▶ _Problem to work on_:
The task requires restating, word for word, the lines of the entries below from the one containing "pub mod iter;" through the final one, both included.

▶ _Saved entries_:
==*==
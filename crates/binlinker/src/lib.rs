//! Zero-copy accessor for BinLinker blob containers
//!
#![allow(clippy::cast_possible_truncation)] // Intentional for binary format parsing
#![allow(clippy::doc_markdown)] // BinLinker is a format name, not code
#![allow(clippy::module_name_repetitions)] // Clear naming is preferred
//! A BinLinker container packs any number of variable-length byte blobs into
//! one buffer, addressed by index:
//!
//! | Offset     | Size      | Field        |
//! |------------|-----------|--------------|
//! | 0          | 2         | identifier   |
//! | 2          | 2         | count N (LE) |
//! | 4          | 4×(N+1)   | u32 LE offset table |
//! | 4+4(N+1)   | variable  | entry payloads |
//!
//! Entry `i` occupies bytes `[table[i], table[i+1])` of the buffer.
//!
//! # Design Principles
//!
//! - **Zero-Copy**: entries are sub-slices of the caller's buffer
//! - **No Allocation**: entry access never touches the heap
//! - **Borrowed Lifetime**: the accessor and every entry are tied to the buffer
//! - **Trusted Fast Path**: unchecked access asserts only in debug builds; the
//!   `try_` variants report [`BinLinkerError`] for untrusted input
//!
//! # Usage
//!
//! ```rust
//! use binlinker::{BinLinkerAccessor, ValidationLevel};
//!
//! # fn main() -> Result<(), Box<dyn std::error::Error>> {
//! let data = [b'E', b'V', 1, 0, 12, 0, 0, 0, 14, 0, 0, 0, 0xAA, 0xBB];
//!
//! let accessor = BinLinkerAccessor::open_with(&data, *b"EV", ValidationLevel::Full)?;
//! assert_eq!(accessor.length(), 1);
//! assert_eq!(accessor.try_entry(0)?, &[0xAA_u8, 0xBB]);
//! # Ok(())
//! # }
//! ```

#![warn(missing_docs)]

/// Unchecked and checked entry access
pub mod accessor;
/// Validation settings for the checked constructor
pub mod config;
pub mod error;
/// Fixed container header
pub mod header;
/// Entry iteration
pub mod iter;

#[cfg(test)]
#[allow(clippy::expect_used, clippy::unwrap_used)]
pub(crate) mod test_utils;

pub use accessor::BinLinkerAccessor;
pub use config::ValidationLevel;
pub use error::{BinLinkerError, Result};
pub use header::{BinLinkerHeader, HEADER_SIZE, OFFSET_SIZE};
pub use iter::Entries;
==*==
▶ _Solution to this exercise_:
pub mod iter;

#[cfg(test)]
#[allow(clippy::expect_used, clippy::unwrap_used)]
pub(crate) mod test_utils;

pub use accessor::BinLinkerAccessor;
pub use config::ValidationLevel;
pub use error::{BinLinkerError, Result};
pub use header::{BinLinkerHeader, HEADER_SIZE, OFFSET_SIZE};
pub use iter::Entries;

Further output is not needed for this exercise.